#### Work request
Copy out exactly the line that contains "if let Some(init)" and all lines following it to the end of the data.

#### Records provided
□ □ □ □
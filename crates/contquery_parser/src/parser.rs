use std::fmt;

use contquery_error::{DbError, ErrorKind, Result};

use crate::ast::{AstParseable, CreateContinuousViewNode, Ident, SelectNode};
use crate::keywords::Keyword;
use crate::statement::Statement;
use crate::tokens::{Token, TokenWithLocation, Tokenizer};

#[derive(Debug)]
pub struct Parser {
    toks: Vec<TokenWithLocation>,
    /// Index of token we should process next.
    idx: usize,
}

impl Parser {
    pub fn with_tokens(toks: Vec<TokenWithLocation>) -> Self {
        Parser { toks, idx: 0 }
    }

    pub fn with_sql_string(sql: &str) -> Result<Self> {
        let toks = Tokenizer::new(sql).tokenize()?;
        Ok(Self::with_tokens(toks))
    }

    /// Parse any number of semicolon separated statements.
    pub fn parse_statements(&mut self) -> Result<Vec<Statement>> {
        let mut stmts = Vec::new();

        loop {
            while self.consume_token(&Token::SemiColon) {}
            if self.peek().is_none() {
                break;
            }

            stmts.push(self.parse_statement()?);

            if self.peek().is_some() && !self.consume_token(&Token::SemiColon) {
                return Err(self.error(format!(
                    "Expected end of statement, found {}",
                    self.describe_next()
                )));
            }
        }

        Ok(stmts)
    }

    pub fn parse_statement(&mut self) -> Result<Statement> {
        let keyword = match self.peek() {
            Some(tok) => match tok.keyword() {
                Some(k) => k,
                None => {
                    return Err(self.error(format!(
                        "Expected a SQL statement, got {}",
                        self.describe_next()
                    )));
                }
            },
            None => return Err(self.error("Empty SQL statement")),
        };

        match keyword {
            Keyword::SELECT => Ok(Statement::Query(SelectNode::parse(self)?)),
            Keyword::CREATE => Ok(Statement::CreateContinuousView(
                CreateContinuousViewNode::parse(self)?,
            )),
            other => Err(self.error(format!("Unexpected keyword: {other:?}"))),
        }
    }

    /// Parse a single keyword.
    pub fn parse_keyword(&mut self, keyword: Keyword) -> bool {
        let idx = self.idx;
        if let Some(tok) = self.next() {
            if tok.is_keyword(keyword) {
                return true;
            }
        }

        // Keyword doesn't match. Reset index and return.
        self.idx = idx;
        false
    }

    /// Parse an exact sequence of keywords.
    ///
    /// If the sequence doesn't match, idx is not changed, and false is
    /// returned.
    pub fn parse_keyword_sequence(&mut self, keywords: &[Keyword]) -> bool {
        let idx = self.idx;
        for keyword in keywords {
            if let Some(tok) = self.next() {
                if tok.is_keyword(*keyword) {
                    continue;
                }
            }

            // Keyword doesn't match. Reset index and return.
            self.idx = idx;
            return false;
        }
        true
    }

    /// Parse any of the provided keywords, returning which one was parsed.
    pub fn parse_one_of_keywords(&mut self, keywords: &[Keyword]) -> Option<Keyword> {
        let idx = self.idx;
        let tok = self.next()?;

        if let Some(k) = keywords.iter().find(|k| tok.is_keyword(**k)) {
            return Some(*k);
        }

        // No matches, reset index.
        self.idx = idx;
        None
    }

    pub fn expect_keyword(&mut self, keyword: Keyword) -> Result<()> {
        if self.parse_keyword(keyword) {
            return Ok(());
        }
        Err(self.error(format!(
            "Expected {keyword:?}, got {}",
            self.describe_next()
        )))
    }

    pub fn expect_keyword_sequence(&mut self, keywords: &[Keyword]) -> Result<()> {
        if self.parse_keyword_sequence(keywords) {
            return Ok(());
        }
        Err(self.error(format!(
            "Expected {keywords:?}, got {}",
            self.describe_next()
        )))
    }

    /// Consume the next token if it matches the expected token.
    pub fn consume_token(&mut self, expected: &Token) -> bool {
        let idx = self.idx;
        if let Some(tok) = self.next() {
            if &tok.token == expected {
                return true;
            }
        }
        self.idx = idx;
        false
    }

    pub fn expect_token(&mut self, expected: &Token) -> Result<()> {
        if self.consume_token(expected) {
            return Ok(());
        }
        Err(self.error(format!(
            "Expected {expected:?}, got {}",
            self.describe_next()
        )))
    }

    /// Parse a comma separated list of items.
    pub fn parse_comma_separated<T>(
        &mut self,
        mut f: impl FnMut(&mut Parser) -> Result<T>,
    ) -> Result<Vec<T>> {
        let mut values = Vec::new();
        loop {
            values.push(f(self)?);
            if !self.consume_token(&Token::Comma) {
                break;
            }
        }
        Ok(values)
    }

    /// Parse a parenthesized comma separated list, allowing an empty list.
    pub fn parse_parenthesized_comma_separated<T>(
        &mut self,
        f: impl FnMut(&mut Parser) -> Result<T>,
    ) -> Result<Vec<T>> {
        self.expect_token(&Token::LeftParen)?;
        if self.consume_token(&Token::RightParen) {
            return Ok(Vec::new());
        }
        let values = self.parse_comma_separated(f)?;
        self.expect_token(&Token::RightParen)?;
        Ok(values)
    }

    /// Parse an optional alias, with or without the AS keyword.
    ///
    /// Without AS, the alias cannot be one of the reserved keywords.
    pub fn parse_alias(&mut self, reserved: &[Keyword]) -> Result<Option<Ident>> {
        if self.parse_keyword(Keyword::AS) {
            return Ok(Some(Ident::parse(self)?));
        }

        let tok = match self.peek() {
            Some(tok) => tok,
            None => return Ok(None),
        };

        match &tok.token {
            Token::Word(w) => {
                if w.quote.is_none() {
                    if let Some(k) = w.keyword {
                        if reserved.contains(&k) {
                            return Ok(None);
                        }
                    }
                }
                Ok(Some(Ident::parse(self)?))
            }
            _ => Ok(None),
        }
    }

    /// Get the next non-whitespace token without advancing.
    pub fn peek(&self) -> Option<&TokenWithLocation> {
        self.peek_nth(0)
    }

    /// Get the nth next non-whitespace token without advancing.
    pub fn peek_nth(&self, n: usize) -> Option<&TokenWithLocation> {
        let mut count = 0;
        let mut idx = self.idx;
        while idx < self.toks.len() {
            if !matches!(self.toks[idx].token, Token::Whitespace) {
                if count == n {
                    return Some(&self.toks[idx]);
                }
                count += 1;
            }
            idx += 1;
        }
        None
    }

    /// Get the next non-whitespace token.
    pub fn next(&mut self) -> Option<&TokenWithLocation> {
        loop {
            if self.idx >= self.toks.len() {
                return None;
            }

            let tok = &self.toks[self.idx];
            self.idx += 1;

            if matches!(&tok.token, Token::Whitespace) {
                continue;
            }

            return Some(tok);
        }
    }

    /// Describe the next token for error messages.
    pub fn describe_next(&self) -> String {
        match self.peek() {
            Some(tok) => TokenDisplay(&tok.token).to_string(),
            None => "end of statement".to_string(),
        }
    }

    /// Create a syntax error, noting the current location.
    pub fn error(&self, msg: impl Into<String>) -> DbError {
        let (line, col) = match self.peek() {
            Some(tok) => (tok.line, tok.col),
            None => (0, 0),
        };
        DbError::new(msg)
            .with_kind(ErrorKind::Syntax)
            .with_field("line", line)
            .with_field("col", col)
    }
}

struct TokenDisplay<'a>(&'a Token);

impl fmt::Display for TokenDisplay<'_> {
    fn fmt(&self, f: &mut fmt::Formatter<'_>) -> fmt::Result {
        match self.0 {
            Token::Word(w) => write!(f, "'{}'", w.value),
            Token::SingleQuotedString(s) => write!(f, "string '{s}'"),
            Token::Number(n) => write!(f, "number {n}"),
            other => write!(f, "{other:?}"),
        }
    }
}

#[cfg(test)]
mod tests {
    use super::*;

    #[test]
    fn peek_skips_whitespace() {
        let mut parser = Parser::with_sql_string("  select   a").unwrap();
        assert!(parser.peek().unwrap().is_keyword(Keyword::SELECT));
        assert!(matches!(
            &parser.peek_nth(1).unwrap().token,
            Token::Word(w) if w.value == "a"
        ));
    }

    #[test]
    fn keyword_sequence_resets_on_mismatch() {
        let mut parser = Parser::with_sql_string("group sets").unwrap();
        assert!(!parser.parse_keyword_sequence(&[Keyword::GROUP, Keyword::BY]));
        assert!(parser.parse_keyword(Keyword::GROUP));
        assert!(parser.parse_keyword(Keyword::SETS));
    }

    #[test]
    fn multiple_statements() {
        let mut parser = Parser::with_sql_string("select 1; select 2;;").unwrap();
        let stmts = parser.parse_statements().unwrap();
        assert_eq!(2, stmts.len());
    }

    #[test]
    fn trailing_garbage_is_error() {
        let mut parser = Parser::with_sql_string("select 1 2").unwrap();
        let err = parser.parse_statements().unwrap_err();
        assert_eq!(ErrorKind::Syntax, err.kind());
    }
}
use std::fmt;

use super::{AggregateId, AggregateKind, FunctionId, ReturnType, StateType};
use crate::arrays::datatype::DataType;
use crate::arrays::scalar::ScalarValue;
use crate::functions::aggregate::{AggregateBehavior, TransitionValue};

/// Resolved, immutable description of an aggregate.
///
/// Descriptors are produced by the resolver once per compile and shared by
/// every call site referencing the same aggregate.
#[derive(Debug, Clone)]
pub struct AggregateDescriptor {
    pub id: AggregateId,
    pub name: String,
    pub kind: AggregateKind,
    /// Declared argument types, direct arguments first.
    pub arg_types: Vec<DataType>,
    pub num_direct_args: usize,
    pub transition_fn: FunctionId,
    pub finalize_fn: Option<FunctionId>,
    pub combine_fn: Option<FunctionId>,
    pub serialize_fn: Option<FunctionId>,
    pub deserialize_fn: Option<FunctionId>,
    pub state_type: StateType,
    pub return_type: ReturnType,
    /// Transition function is strict.
    pub strict: bool,
    /// Finalize function is strict.
    pub finalize_strict: bool,
    pub initial_value: Option<ScalarValue>,
    pub behavior: &'static dyn AggregateBehavior,
}

impl AggregateDescriptor {
    pub fn is_combinable(&self) -> bool {
        self.combine_fn.is_some()
    }

    /// If partial states have to go through serialize/deserialize to leave
    /// the aggregate operator.
    pub fn needs_serialization(&self) -> bool {
        self.state_type.is_internal()
    }

    pub fn is_ordered_set(&self) -> bool {
        matches!(
            self.kind,
            AggregateKind::OrderedSet | AggregateKind::Hypothetical
        )
    }

    /// Result type given the types of the arguments at a call site.
    pub fn result_type(&self, args: &[DataType]) -> DataType {
        self.return_type.resolve(args)
    }

    /// Type of the partial state as stored in a column.
    pub fn state_storage_type(&self) -> DataType {
        self.state_type.storage_type()
    }

    /// Create the starting transition value for a new group.
    ///
    /// Returns the value and whether the aggregate is still waiting for its
    /// first input.
    pub fn new_transition_value(&self) -> (TransitionValue, bool) {
        if let Some(init) = &self.initial_value {
            return (TransitionValue::Datum(init.clone()), false);
        }
        match self.behavior.initial_state() {
            Some(state) => (state, false),
            None => (TransitionValue::null(), true),
        }
    }
}

impl fmt::Display for AggregateDescriptor {
    fn fmt(&self, f: &mut fmt::Formatter<'_>) -> fmt::Result {
        write!(f, "{}(", self.name)?;
        for (idx, arg) in self.arg_types.iter().enumerate() {
            if idx > 0 {
                write!(f, ", ")?;
            }
            write!(f, "{arg}")?;
        }
        write!(f, ")")
    }
}

/// Functions used to split an aggregate into partial and combine phases.
#[derive(Debug, Clone, PartialEq, Eq)]
pub struct CombineInfo {
    pub combine_fn: FunctionId,
    pub serialize_fn: Option<FunctionId>,
    pub deserialize_fn: Option<FunctionId>,
    pub state_type: StateType,
}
□ □ □ □
#### Expected answer
        if let Some(init) = &self.initial_value {
            return (TransitionValue::Datum(init.clone()), false);
        }
        match self.behavior.initial_state() {
            Some(state) => (state, false),
            None => (TransitionValue::null(), true),
        }
    }
}

impl fmt::Display for AggregateDescriptor {
    fn fmt(&self, f: &mut fmt::Formatter<'_>) -> fmt::Result {
        write!(f, "{}(", self.name)?;
        for (idx, arg) in self.arg_types.iter().enumerate() {
            if idx > 0 {
                write!(f, ", ")?;
            }
            write!(f, "{arg}")?;
        }
        write!(f, ")")
    }
}

/// Functions used to split an aggregate into partial and combine phases.
#[derive(Debug, Clone, PartialEq, Eq)]
pub struct CombineInfo {
    pub combine_fn: FunctionId,
    pub serialize_fn: Option<FunctionId>,
    pub deserialize_fn: Option<FunctionId>,
    pub state_type: StateType,
}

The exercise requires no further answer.